Portugueses estão retidos num navio no porto do Dubai
Foto: Fadel Senna/AFP
Maria Gama viajou com o marido até ao Dubai para festejar os 50 anos de casada. Integra um grupo de 29 portugueses que está no cruzeiro MSC Euribia, retido no porto da cidade há dois dias.
"Estamos à espera que o espaço aéreo do Dubai reabra para irmos embora", a mensagem é repetida por Maria Gama, de 77 anos, apanhada "no meio do furacão".
"Está a ouvir? Agora está a passar mais um avião, mas voam muito alto e mal os vemos", descreve durante uma conversa telefónica, onde revela que a maior apreensão é saber quando pode regressar a casa.
A professora reformada, natural de Coimbra, viajou para o Dubai a 28 de fevereiro, de onde seguiria num cruzeiro até o Catar, Bahrein e Abu Dhabi, mas o navio onde entrou não chegou a sair do porto do Dubai depois do ataque norte-americano ao Irão, no sábado.
"A tripulação vai-nos dando conta de que está em contacto com as embaixadas para que possamos regressar a casa rapidamente". Dentro do barco, a vida prossegue como se estivesse em navegação, os turistas vão à piscina, aos espetáculos, aos centros comerciais. "Aqui, não se ouve nada, não se ouvem bombas, não sei se na cidade será diferente".

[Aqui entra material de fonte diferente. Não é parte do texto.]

//! OpenAPI documentation configuration.
//!
//! Provides Swagger UI for API exploration and testing.

use utoipa::OpenApi;

use crate::api::handlers::user_handler;
use crate::domain::{CreateUser, UpdateUser, UserResponse, UserRole};
use crate::types::MessageResponse;

/// OpenAPI documentation for the clinic user service
#[derive(OpenApi)]
#[openapi(
    info(
        title = "Clinic Users",
        version = "0.1.0",
        description = "User registration and management for the clinic platform"
    ),
    servers(
        (url = "http://localhost:3000", description = "Local development server")
    ),
    paths(
        user_handler::get_users,
        user_handler::create_user,
        user_handler::update_user,
        user_handler::delete_user,
    ),
    components(
        schemas(
            UserRole,
            UserResponse,
            CreateUser,
            UpdateUser,
            MessageResponse,
        )
    ),
    tags(
        (name = "Users", description = "User management operations")
    )
)]
pub struct ApiDoc;
//! Domain layer - Core business entities and logic
//!
//! This module contains the core domain models that represent
//! business concepts independent of infrastructure concerns.

pub mod password;
pub mod user;

pub use password::Password;
pub use user::{CreateUser, UpdateUser, User, UserResponse, UserRole};
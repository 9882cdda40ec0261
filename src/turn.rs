use serde::{Deserialize, Serialize};

/// Zero-based seat index around the table.
pub type Seat = usize;

pub const SEAT_COUNT: usize = 4;
pub const HUMAN_SEAT: Seat = 0;

/// Clockwise visiting order: bottom (human), left, top, right.
pub const CLOCKWISE_ORDER: [Seat; SEAT_COUNT] = [0, 3, 1, 2];

#[derive(Copy, Clone, Debug, Default, Eq, PartialEq, Hash, Serialize, Deserialize)]
pub enum Direction {
    #[default]
    Clockwise,
    CounterClockwise,
}

impl Direction {
    /// +1 for clockwise, -1 for counter-clockwise.
    pub fn step(self) -> isize {
        match self {
            Direction::Clockwise => 1,
            Direction::CounterClockwise => -1,
        }
    }

    pub fn reversed(self) -> Self {
        match self {
            Direction::Clockwise => Direction::CounterClockwise,
            Direction::CounterClockwise => Direction::Clockwise,
        }
    }
}

/// Seat that follows `current` along the table ring in `direction`.
pub fn next_seat(current: Seat, direction: Direction) -> Seat {
    debug_assert!(current < SEAT_COUNT);
    let position = CLOCKWISE_ORDER
        .iter()
        .position(|&seat| seat == current)
        .unwrap_or(0) as isize;
    let next = (position + direction.step()).rem_euclid(SEAT_COUNT as isize);
    CLOCKWISE_ORDER[next as usize]
}
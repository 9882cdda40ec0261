use rand::Rng;

use crate::action::Action;
use crate::bot::Bot;
use crate::card::Color;
use crate::rules::is_playable;
use crate::state::SessionView;

/// The opponent policy every automated seat follows.
///
/// Policy:
/// - Collect the hand cards that are individually playable on the top card.
/// - None playable: draw one card.
/// - Otherwise take the first playable card and every other playable card of
///   the same rank, in hand order, as one stack.
/// - A Wild-kind stack gets a uniformly random color.
pub struct ScriptedBot<R: Rng> {
    rng: R,
}

impl<R: Rng> ScriptedBot<R> {
    pub fn new(rng: R) -> Self {
        Self { rng }
    }
}

impl<R: Rng> Bot for ScriptedBot<R> {
    fn select_action(&mut self, state: &SessionView) -> Action {
        let Some(top) = state.top_card() else {
            return Action::Draw;
        };
        let playable: Vec<usize> = state
            .hand
            .iter()
            .enumerate()
            .filter(|(_, card)| is_playable(card, top, state.active_color))
            .map(|(index, _)| index)
            .collect();
        let Some(&first) = playable.first() else {
            return Action::Draw;
        };

        let rank = state.hand[first].rank();
        let hand_indices: Vec<usize> = playable
            .into_iter()
            .filter(|&index| state.hand[index].rank() == rank)
            .collect();
        if state.hand[first].is_wild() {
            Action::play_wild(hand_indices, Color::random(&mut self.rng))
        } else {
            Action::play(hand_indices)
        }
    }
}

Confiante na capacidade de interceção de mísseis dos Emirados Árabes Unidos, explica que a "angústia permanente" é explicada pelo facto de não saber quando pode regressar. "O meu grupo é de pessoas mais velhas, trouxemos medicação para estes dias, mas agora, não sabemos quando podemos voltar. O meu voo estava previsto para o dia 7, mas não sei se vai acontecer".
Os elementos do grupo de Maria são apenas alguns dos portugueses que estão retidos no barco desde sábado. "O nosso voo vinha cheio de portugueses, alguns estão aqui, outros podem estar já no aeroporto, mas lá a situação deve ser bem mais complicada".
À distância, é a família quem mais a preocupa "os meus filhos estão angustiados, mais que eu, conversamos pelo WhatsApp, mas nós aqui estamos bem, só não sabemos é quando podemos sair".